- Alternative Processes
- The Look
Wetplate taken by William Lawrence in August 2016. Includes signed Certificate of Authenticity.
Dreams in Silver: The Body in Time is a set of nudes on tintype inspired by Alfred Cheney Johnston’s 1920’s nudes of the Ziegfeld Follies dancers. The series reflects the combination of old and new; Lawrence uses an 1850’s process for a 1920’s style of photography with modern lighting and 21st century women as subjects. He strived to create an atmosphere to the work that is abstracted from any point in time, hopefully giving a timeless feel to the work, at times edging into the whimsical realm.

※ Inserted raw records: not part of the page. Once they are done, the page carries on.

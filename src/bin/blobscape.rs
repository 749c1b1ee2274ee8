use std::path::{Path, PathBuf};

use anyhow::Context as _;
use clap::{Args, Parser, Subcommand};
use sha2::Digest as _;

#[derive(Parser, Debug)]
#[command(name = "blobscape", version)]
struct Cli {
    /// Log debug events to stderr (otherwise `RUST_LOG`, default `warn`).
    #[arg(long, short, global = true)]
    verbose: bool,

    #[command(subcommand)]
    cmd: Command,
}

#[derive(Subcommand, Debug)]
enum Command {
    /// Write one SVG per built-in recipe into a directory.
    Batch(BatchArgs),
    /// Write a single recipe's SVG.
    Render(RenderArgs),
    /// List recipes and presets.
    List,
}

#[derive(Args, Debug)]
struct BaseArgs {
    /// Scene seed; the same seed always reproduces the same scene.
    #[arg(long, default_value_t = 1)]
    seed: u32,

    /// Named base preset (see `list`).
    #[arg(long, conflicts_with = "base")]
    preset: Option<String>,

    /// Base scene config JSON.
    #[arg(long)]
    base: Option<PathBuf>,
}

#[derive(Parser, Debug)]
struct BatchArgs {
    #[command(flatten)]
    base: BaseArgs,

    /// Output directory.
    #[arg(long, default_value = "out")]
    out: PathBuf,

    /// Also write a still PNG preview next to each SVG.
    #[arg(long)]
    png: bool,
}

#[derive(Parser, Debug)]
struct RenderArgs {
    #[command(flatten)]
    base: BaseArgs,

    /// Recipe name (see `list`).
    #[arg(long)]
    recipe: String,

    /// Output SVG path.
    #[arg(long)]
    out: PathBuf,

    /// Also write a still PNG preview to this path.
    #[arg(long)]
    png: Option<PathBuf>,

    /// Also write the generated scene config as JSON to this path.
    #[arg(long)]
    config_out: Option<PathBuf>,
}

fn main() -> anyhow::Result<()> {
    let cli = Cli::parse();
    init_tracing(cli.verbose);
    match cli.cmd {
        Command::Batch(args) => cmd_batch(args),
        Command::Render(args) => cmd_render(args),
        Command::List => cmd_list(),
    }
}

fn init_tracing(verbose: bool) {
    let filter = if verbose {
        tracing_subscriber::EnvFilter::new("debug")
    } else {
        tracing_subscriber::EnvFilter::try_from_default_env()
            .unwrap_or_else(|_| tracing_subscriber::EnvFilter::new("warn"))
    };
    tracing_subscriber::fmt()
        .with_env_filter(filter)
        .with_writer(std::io::stderr)
        .init();
}

fn load_base(args: &BaseArgs) -> anyhow::Result<blobscape::SceneConfig> {
    if let Some(path) = &args.base {
        let base = blobscape::SceneConfig::from_path(path)
            .with_context(|| format!("load base config '{}'", path.display()))?;
        base.validate()
            .with_context(|| format!("validate base config '{}'", path.display()))?;
        return Ok(base);
    }
    match &args.preset {
        Some(name) => blobscape::preset(name).with_context(|| {
            format!(
                "unknown preset '{name}' (known: {})",
                blobscape::PRESET_NAMES.join(", ")
            )
        }),
        None => Ok(blobscape::default_base()),
    }
}

fn cmd_batch(args: BatchArgs) -> anyhow::Result<()> {
    let base = load_base(&args.base)?;
    let registry = blobscape::RecipeRegistry::builtin();

    std::fs::create_dir_all(&args.out)
        .with_context(|| format!("create output dir '{}'", args.out.display()))?;

    let total = registry.len();
    for (i, name) in registry.names().enumerate() {
        let generated = blobscape::generate(&registry, name, &base, args.base.seed)
            .with_context(|| format!("generate '{name}'"))?;
        let svg = generated.document.to_svg();

        let path = args.out.join(format!("{name}.svg"));
        write_text(&path, &svg)?;
        if args.png {
            write_png(&path.with_extension("png"), &svg)?;
        }

        println!(
            "[{}/{total}] {name}: {} shapes -> {} (sha256 {})",
            i + 1,
            generated.config.shapes.len(),
            path.display(),
            sha256_hex(svg.as_bytes())
        );
    }

    println!("done: {total} scenes in {}", args.out.display());
    Ok(())
}

fn cmd_render(args: RenderArgs) -> anyhow::Result<()> {
    let base = load_base(&args.base)?;
    let registry = blobscape::RecipeRegistry::builtin();

    let generated = blobscape::generate(&registry, &args.recipe, &base, args.base.seed)?;
    let svg = generated.document.to_svg();
    write_text(&args.out, &svg)?;

    if let Some(png) = &args.png {
        write_png(png, &svg)?;
    }
    if let Some(path) = &args.config_out {
        let json = generated.config.to_json_pretty()?;
        write_text(path, &json)?;
    }

    eprintln!("wrote {}", args.out.display());
    Ok(())
}

fn cmd_list() -> anyhow::Result<()> {
    println!("recipes:");
    for r in blobscape::RecipeRegistry::builtin().iter() {
        println!(
            "  {:<10} {:>2}-{:<2} shapes  {}",
            r.name, r.min_shapes, r.max_shapes, r.description
        );
    }
    println!("presets:");
    for name in blobscape::PRESET_NAMES {
        if let Some(p) = blobscape::preset(name) {
            println!("  {:<10} {}x{}", name, p.width, p.height);
        }
    }
    Ok(())
}

fn write_text(path: &Path, text: &str) -> anyhow::Result<()> {
    if let Some(parent) = path.parent()
        && !parent.as_os_str().is_empty()
    {
        std::fs::create_dir_all(parent)
            .with_context(|| format!("create output dir '{}'", parent.display()))?;
    }
    std::fs::write(path, text).with_context(|| format!("write '{}'", path.display()))
}

fn write_png(path: &Path, svg: &str) -> anyhow::Result<()> {
    let image = blobscape::rasterize_svg(svg).context("rasterize preview")?;
    image
        .save_png(path)
        .with_context(|| format!("write png '{}'", path.display()))
}

fn sha256_hex(bytes: &[u8]) -> String {
    sha2::Sha256::digest(bytes)
        .iter()
        .map(|b| format!("{b:02x}"))
        .collect()
}
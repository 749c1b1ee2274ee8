use crate::foundation::error::{BlobscapeError, BlobscapeResult};

pub use kurbo::{Affine, BezPath, PathEl, Point, Rect, Vec2};

/// Logical canvas size in pixels.
#[derive(Clone, Copy, Debug, PartialEq, Eq, serde::Serialize, serde::Deserialize)]
pub struct Canvas {
    /// Canvas width.
    pub width: u32,
    /// Canvas height.
    pub height: u32,
}

impl Canvas {
    /// Build a canvas, rejecting zero dimensions.
    pub fn new(width: u32, height: u32) -> BlobscapeResult<Self> {
        if width == 0 || height == 0 {
            return Err(BlobscapeError::validation("canvas width/height must be > 0"));
        }
        Ok(Self { width, height })
    }

    /// Length of the shorter side; shape sizes are expressed relative to it.
    pub fn min_side(self) -> f64 {
        f64::from(self.width.min(self.height))
    }

    /// Canvas center point.
    pub fn center(self) -> Point {
        Point::new(f64::from(self.width) / 2.0, f64::from(self.height) / 2.0)
    }

    /// Map a position given in percent of the canvas (0..100) to pixels.
    pub fn point_from_percent(self, x_pct: f64, y_pct: f64) -> Point {
        Point::new(
            f64::from(self.width) * x_pct / 100.0,
            f64::from(self.height) * y_pct / 100.0,
        )
    }

    /// Map a size given in percent of the shorter side to pixels.
    pub fn size_from_percent(self, size_pct: f64) -> f64 {
        self.min_side() * size_pct / 100.0
    }
}
pub(crate) mod animation;
pub(crate) mod compiler;
pub(crate) mod document;
mod svg;
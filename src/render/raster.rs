use std::path::Path;

use crate::foundation::error::{BlobscapeError, BlobscapeResult};

// Avoid pathological allocations from hand-written configs.
const MAX_DIM: u32 = 16_384;

/// Straight-alpha RGBA8 still frame of a compiled scene.
///
/// SMIL animation is not evaluated; the image shows every shape at rest.
#[derive(Clone, Debug, PartialEq, Eq)]
pub struct RasterImage {
    /// Width in pixels.
    pub width: u32,
    /// Height in pixels.
    pub height: u32,
    /// Row-major, 4 bytes per pixel, not premultiplied.
    pub rgba8: Vec<u8>,
}

/// Parse SVG markup with `usvg` and render it at its intrinsic size with `resvg`.
#[tracing::instrument(skip(svg), fields(bytes = svg.len()))]
pub fn rasterize_svg(svg: &str) -> BlobscapeResult<RasterImage> {
    let opts = usvg::Options::default();
    let tree = usvg::Tree::from_str(svg, &opts)
        .map_err(|e| BlobscapeError::render(format!("parse svg: {e}")))?;

    let size = tree.size().to_int_size();
    let (width, height) = (size.width(), size.height());
    if width > MAX_DIM || height > MAX_DIM {
        return Err(BlobscapeError::render(format!(
            "raster size too large: {width}x{height} (max {MAX_DIM}x{MAX_DIM})"
        )));
    }

    let mut pixmap = resvg::tiny_skia::Pixmap::new(width, height)
        .ok_or_else(|| BlobscapeError::render("failed to allocate pixmap"))?;
    resvg::render(
        &tree,
        resvg::tiny_skia::Transform::identity(),
        &mut pixmap.as_mut(),
    );

    let rgba8 = pixmap
        .pixels()
        .iter()
        .flat_map(|p| {
            let c = p.demultiply();
            [c.red(), c.green(), c.blue(), c.alpha()]
        })
        .collect();
    tracing::debug!(width, height, "rasterized scene");
    Ok(RasterImage {
        width,
        height,
        rgba8,
    })
}

impl RasterImage {
    /// RGBA of the pixel at `(x, y)`, if in bounds.
    pub fn pixel(&self, x: u32, y: u32) -> Option<[u8; 4]> {
        if x >= self.width || y >= self.height {
            return None;
        }
        let i = ((y as usize) * (self.width as usize) + (x as usize)) * 4;
        self.rgba8.get(i..i + 4)?.try_into().ok()
    }

    /// Write as PNG, creating parent directories.
    pub fn save_png(&self, path: impl AsRef<Path>) -> BlobscapeResult<()> {
        let path = path.as_ref();
        if let Some(parent) = path.parent()
            && !parent.as_os_str().is_empty()
        {
            std::fs::create_dir_all(parent).map_err(|e| {
                BlobscapeError::render(format!("create output dir '{}': {e}", parent.display()))
            })?;
        }
        image::save_buffer_with_format(
            path,
            &self.rgba8,
            self.width,
            self.height,
            image::ColorType::Rgba8,
            image::ImageFormat::Png,
        )
        .map_err(|e| BlobscapeError::render(format!("write png '{}': {e}", path.display())))
    }
}

#[cfg(test)]
#[path = "../../tests/unit/render/raster.rs"]
mod tests;
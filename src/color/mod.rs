//! Color parsing, conversion and HSL-space shifting.

pub(crate) mod space;
use std::collections::HashSet;

use kurbo::Shape as _;

use crate::{
    compile::animation::{color_cycle, motion_track, noise_shimmer},
    compile::document::{Background, NoiseOverlay, RenderDocument, RenderShape, ShapeGeometry},
    foundation::core::{Affine, Canvas},
    foundation::error::BlobscapeResult,
    foundation::math::clamp,
    geometry::blob::generate_blob_path,
    scene::model::{BaseColor, SceneConfig, Shape, ShapeKind},
};

/// Radius variance applied to every compiled blob.
pub const BLOB_CONTRAST: f64 = 0.4;

const NOISE_FREQUENCY: f64 = 0.8;
const MIN_NOISE_SCALE: f64 = 0.05;
const MAX_NOISE_FREQUENCY: f64 = 4.0;
const NOISE_OCTAVES: u32 = 3;

/// Compile a finished scene config into a [`RenderDocument`].
///
/// The config is read, never modified. Blob geometry is seeded by each shape's id and
/// animation timing by each shape's index, so neither depends on the rest of the scene.
/// Unknown blend modes and gradient kinds pass through untouched.
#[tracing::instrument(
    skip(scene),
    fields(width = scene.width, height = scene.height, shapes = scene.shapes.len())
)]
pub fn compile_scene(scene: &SceneConfig) -> BlobscapeResult<RenderDocument> {
    scene.validate()?;
    let canvas = scene.canvas()?;

    let mut keys = HashSet::with_capacity(scene.shapes.len());
    let shapes = scene
        .shapes
        .iter()
        .enumerate()
        .map(|(index, shape)| {
            let key = unique_key(&mut keys, &shape.id, index);
            compile_shape(canvas, scene, index, shape, key)
        })
        .collect::<BlobscapeResult<Vec<_>>>()?;

    let noise = NoiseOverlay {
        base_frequency: noise_frequency(scene.noise_scale),
        octaves: NOISE_OCTAVES,
        opacity: clamp(scene.noise_amount / 100.0, 0.0, 1.0),
        shimmer_s: noise_shimmer(&scene.animation),
    };

    tracing::debug!(shapes = shapes.len(), "compiled scene");
    Ok(RenderDocument {
        canvas,
        background: background(&scene.base_color),
        shapes,
        noise,
    })
}

fn compile_shape(
    canvas: Canvas,
    scene: &SceneConfig,
    index: usize,
    shape: &Shape,
    key: String,
) -> BlobscapeResult<RenderShape> {
    let anchor = canvas.point_from_percent(shape.x, shape.y);
    let size = canvas.size_from_percent(shape.size_percent).max(0.0);

    let geometry = match shape.kind {
        ShapeKind::Circle => ShapeGeometry::Circle {
            center: anchor,
            radius: size / 2.0,
        },
        ShapeKind::Blob { complexity } => {
            let mut path =
                generate_blob_path(size, size, &shape.id, complexity, BLOB_CONTRAST)?;
            let center = path.bounding_box().center();
            path.apply_affine(Affine::translate(anchor - center));
            ShapeGeometry::Path(path)
        }
    };

    let fill = shape.color.normalized();
    Ok(RenderShape {
        key,
        geometry,
        fill,
        opacity: clamp(shape.opacity, 0.0, 1.0),
        blur: (shape.blur_radius.is_finite() && shape.blur_radius > 0.0)
            .then_some(shape.blur_radius),
        blend: shape.blend_mode.clone(),
        motion: motion_track(index, &scene.animation, anchor, canvas.min_side()),
        color_cycle: color_cycle(index, &scene.animation, fill),
    })
}

fn background(base: &BaseColor) -> Background {
    match base {
        BaseColor::Solid(c) => Background::Solid(c.normalized()),
        BaseColor::Gradient(g) => Background::Gradient {
            kind: g.kind.clone(),
            from: g.color1.normalized(),
            to: g.color2.normalized(),
            angle_degrees: g.angle_degrees.map_or(0.0, |a| finite_or(a, 0.0)),
        },
    }
}

/// Markup-safe id, made unique by suffixing a counter on collision.
fn unique_key(taken: &mut HashSet<String>, id: &str, index: usize) -> String {
    let mut base = sanitize_id(id);
    if base.is_empty() {
        base = format!("shape-{index}");
    }
    let mut key = base.clone();
    let mut n = index;
    while !taken.insert(key.clone()) {
        key = format!("{base}-{n}");
        n += 1;
    }
    key
}

/// Replace anything outside `[A-Za-z0-9_-]` with `_`.
pub(crate) fn sanitize_id(id: &str) -> String {
    id.chars()
        .map(|c| {
            if c.is_ascii_alphanumeric() || c == '_' || c == '-' {
                c
            } else {
                '_'
            }
        })
        .collect()
}

/// Turbulence base frequency; larger scale means coarser grain.
pub(crate) fn noise_frequency(noise_scale: f64) -> f64 {
    let scale = finite_or(noise_scale, 1.0).max(MIN_NOISE_SCALE);
    (NOISE_FREQUENCY / scale).min(MAX_NOISE_FREQUENCY)
}

fn finite_or(v: f64, fallback: f64) -> f64 {
    if v.is_finite() { v } else { fallback }
}

#[cfg(test)]
#[path = "../../tests/unit/compile/compiler.rs"]
mod tests;
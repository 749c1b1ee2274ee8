/// Saturate `value` into `[min, max]`.
///
/// Unlike [`f64::clamp`] this never panics and never propagates `NaN`: a `NaN` input yields
/// `min`. Infinities saturate to the matching bound.
pub fn clamp(value: f64, min: f64, max: f64) -> f64 {
    if value.is_nan() || value < min {
        min
    } else if value > max {
        max
    } else {
        value
    }
}

/// Format with exactly two decimals, normalizing `-0.00` to `0.00`.
///
/// Path data uses this fixed precision so golden strings stay stable across hosts.
pub(crate) fn fmt_fixed2(v: f64) -> String {
    let s = format!("{v:.2}");
    if s == "-0.00" { "0.00".to_owned() } else { s }
}

/// Format with at most `decimals` decimals and no trailing zeros (`1.50` -> `1.5`, `2.00` -> `2`).
pub(crate) fn fmt_compact(v: f64, decimals: usize) -> String {
    let s = format!("{v:.decimals$}");
    let s = if s.contains('.') {
        s.trim_end_matches('0').trim_end_matches('.').to_owned()
    } else {
        s
    };
    if s == "-0" { "0".to_owned() } else { s }
}

/// Normalize a hue in degrees into `[0, 360)`.
pub(crate) fn wrap_hue(h: f64) -> f64 {
    if !h.is_finite() {
        return 0.0;
    }
    let w = h.rem_euclid(360.0);
    // rem_euclid can round up to exactly 360.0 for tiny negative inputs.
    if w >= 360.0 { 0.0 } else { w }
}
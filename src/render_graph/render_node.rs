//! The core render node trait for the render graph.

use crate::render_graph::RenderContext;

/// Trait for render graph nodes that can execute rendering operations.
///
/// Implement this trait to create custom render passes that integrate with the
/// render graph system. Each node receives the previous pass's output (if any)
/// and writes to a target texture view.
///
/// # Execution Flow
///
/// 1. `execute()` is called in sequence, with ping-pong buffer management
/// 2. The final node renders directly to the screen (or the caller's target)
///
/// # Implementing Custom Nodes
///
/// ```ignore
/// struct ClearNode {
///     color: wgpu::Color,
/// }
///
/// impl RenderNode for ClearNode {
///     fn execute(
///         &mut self,
///         ctx: &mut RenderContext,
///         target: &wgpu::TextureView,
///         _input: Option<&wgpu::TextureView>,
///     ) {
///         ctx.encoder.begin_render_pass(&wgpu::RenderPassDescriptor {
///             color_attachments: &[Some(wgpu::RenderPassColorAttachment {
///                 view: target,
///                 ops: wgpu::Operations {
///                     load: wgpu::LoadOp::Clear(self.color),
///                     store: wgpu::StoreOp::Store,
///                 },
///                 // ...
///             })],
///             // ...
///         });
///     }
/// }
/// ```
pub trait RenderNode {
    /// Executes this node's rendering operations.
    ///
    /// # Arguments
    ///
    /// * `ctx` - Render context with GPU access, encoder, time, camera and scene inputs
    /// * `target` - Texture view to render into (either intermediate buffer or screen)
    /// * `input` - Previous pass output, or `None` for the first node in the graph
    ///
    /// Nodes must tolerate a missing `input` and render something valid anyway.
    fn execute(
        &mut self,
        ctx: &mut RenderContext,
        target: &wgpu::TextureView,
        input: Option<&wgpu::TextureView>,
    );
}
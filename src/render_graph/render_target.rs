//! Render targets and execution context for the render graph.

use crate::camera::Camera;
use crate::gpu::GpuContext;
use crate::shadow::ShadowAtlas;

/// Size of a buffer rendered at `scale` of a `width` x `height` source.
///
/// Each dimension is rounded to the nearest pixel and never drops below 1.
/// Returns `None` when the source itself is empty (e.g. a minimized window).
pub fn scaled_extent(width: u32, height: u32, scale: f32) -> Option<(u32, u32)> {
    if width == 0 || height == 0 {
        return None;
    }
    let scale = if scale.is_finite() { scale.clamp(0.0, 1.0) } else { 1.0 };
    let scaled = |v: u32| ((v as f32 * scale).round() as u32).clamp(1, v);
    Some((scaled(width), scaled(height)))
}

/// An off-screen render target used for intermediate pass results.
///
/// Render targets are GPU textures that can be both rendered to (as a color attachment)
/// and sampled from (as a texture binding). The render graph ping-pongs between two of
/// them; the volumetric chain owns four more at its own sizes.
pub struct RenderTarget {
    /// The underlying GPU texture that stores pixel data.
    pub texture: wgpu::Texture,
    /// A view into the texture, used for render pass attachments and shader sampling.
    pub view: wgpu::TextureView,
    format: wgpu::TextureFormat,
    width: u32,
    height: u32,
}

impl RenderTarget {
    /// Creates a new render target matching the current GPU surface.
    pub fn new(gpu: &GpuContext, label: &str) -> Self {
        Self::with_size(
            &gpu.device,
            label,
            gpu.width(),
            gpu.height(),
            gpu.config.format,
        )
    }

    /// Creates a render target of an explicit size and format.
    ///
    /// Zero dimensions are clamped to 1.
    pub fn with_size(
        device: &wgpu::Device,
        label: &str,
        width: u32,
        height: u32,
        format: wgpu::TextureFormat,
    ) -> Self {
        let width = width.max(1);
        let height = height.max(1);
        log::debug!("Allocating render target {label:?} ({width}x{height}, {format:?})");

        let texture = device.create_texture(&wgpu::TextureDescriptor {
            label: Some(label),
            size: wgpu::Extent3d {
                width,
                height,
                depth_or_array_layers: 1,
            },
            mip_level_count: 1,
            sample_count: 1,
            dimension: wgpu::TextureDimension::D2,
            format,
            usage: wgpu::TextureUsages::RENDER_ATTACHMENT | wgpu::TextureUsages::TEXTURE_BINDING,
            view_formats: &[],
        });
        let view = texture.create_view(&wgpu::TextureViewDescriptor::default());
        Self {
            texture,
            view,
            format,
            width,
            height,
        }
    }

    pub fn width(&self) -> u32 {
        self.width
    }

    pub fn height(&self) -> u32 {
        self.height
    }

    pub fn size(&self) -> (u32, u32) {
        (self.width, self.height)
    }

    pub fn format(&self) -> wgpu::TextureFormat {
        self.format
    }

    /// Checks if the target dimensions match the GPU surface and recreates if needed.
    pub fn ensure_size(&mut self, gpu: &GpuContext, label: &str) {
        self.resize(&gpu.device, label, gpu.width(), gpu.height());
    }

    /// Recreates the texture if its size differs; returns whether it did.
    pub fn resize(&mut self, device: &wgpu::Device, label: &str, width: u32, height: u32) -> bool {
        if self.width == width.max(1) && self.height == height.max(1) {
            return false;
        }
        *self = Self::with_size(device, label, width, height, self.format);
        true
    }

    /// Records a pass that clears the target to transparent black.
    pub fn clear(&self, encoder: &mut wgpu::CommandEncoder) {
        encoder.begin_render_pass(&wgpu::RenderPassDescriptor {
            label: Some("Clear Render Target"),
            color_attachments: &[Some(wgpu::RenderPassColorAttachment {
                view: &self.view,
                resolve_target: None,
                ops: wgpu::Operations {
                    load: wgpu::LoadOp::Clear(wgpu::Color::TRANSPARENT),
                    store: wgpu::StoreOp::Store,
                },
                depth_slice: None,
            })],
            depth_stencil_attachment: None,
            timestamp_writes: None,
            occlusion_query_set: None,
        });
    }
}

/// Per-frame scene inputs the volumetric chain reads.
///
/// The host fills this in; nothing is looked up from global state.
#[derive(Clone, Copy)]
pub struct SceneFrame<'a> {
    /// Entities carrying [`SpotLight`](crate::SpotLight) + [`Transform`](crate::Transform).
    pub world: &'a hecs::World,
    /// Scene depth at surface resolution (`Depth32Float`, `[0, 1]` range).
    pub depth: Option<&'a wgpu::TextureView>,
    /// Shadow maps of the lights that have a shadow layer. `None` renders unshadowed.
    pub shadows: Option<&'a ShadowAtlas>,
}

/// Execution context passed to each render node during graph traversal.
///
/// This struct bundles all the resources a render node needs to execute its
/// rendering operations. It is created fresh for each frame and passed through
/// the entire node chain.
pub struct RenderContext<'a> {
    /// GPU context providing access to device, queue, and configuration.
    pub gpu: &'a GpuContext,
    /// Command encoder for recording render pass commands.
    /// Nodes append their commands to this encoder.
    pub encoder: &'a mut wgpu::CommandEncoder,
    /// Elapsed time in seconds since application start.
    pub time: f32,
    /// Current camera providing view and projection matrices.
    pub camera: &'a Camera,
    /// Scene inputs for this frame.
    pub scene: SceneFrame<'a>,
}

#[cfg(test)]
mod tests {
    use super::*;

    #[test]
    fn half_scale_rounds() {
        assert_eq!(scaled_extent(1920, 1080, 0.5), Some((960, 540)));
        assert_eq!(scaled_extent(1281, 721, 0.5), Some((641, 361)));
    }

    #[test]
    fn never_below_one_pixel() {
        assert_eq!(scaled_extent(1, 1, 0.25), Some((1, 1)));
        assert_eq!(scaled_extent(3, 1000, 0.01), Some((1, 10)));
    }

    #[test]
    fn empty_source_has_no_extent() {
        assert_eq!(scaled_extent(0, 720, 0.5), None);
        assert_eq!(scaled_extent(1280, 0, 0.5), None);
    }

    #[test]
    fn full_scale_is_identity() {
        assert_eq!(scaled_extent(800, 600, 1.0), Some((800, 600)));
    }
}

What is wet-plate photography?
The wet-plate process was invented about 1850. Enthusiasts have kept the process alive and practiced as an “alternative photographic process” today. I use the same process as tintypes done in the 1860’s (except I use enameled aluminum plates rather than iron plates) – many tintypes from that era still exist today, so I expect these photographs to last longer than I do. I do, however, recommend that the tintypes be kept out of direct sunlight.
The collodion process is most sensitive to blue and UV light – this gives a unique look to the plate that is one of the reasons that I love this type of photography.
Recipes for the collodion, developer, silver bath have been translated and if necessary updated from the original manuals, allowing me to make my working chemicals from scratch. I start by pouring salted collodion on to an aluminum plate; this plate is then sensitized in a bath of silver nitrate, which results in a light sensitive emulsion similar to film. I expose the plate with my view camera, and then immediately develop and fix the plate. The whole process from pouring the plate to developing it must be completed in 15-20 minutes. The plates are sensitized and developed in my portable darkroom, so I can do the photography in studio or in the field.
Since the photograph is taken on an aluminum plate, it is ideal to display as a unique object on a stand rather than framing. The plates are also suitable for framing or display in a shadowbox if desired. I tend to display them using a small wooden easel as a stand, so the photograph can be displayed immediately upon receiving it.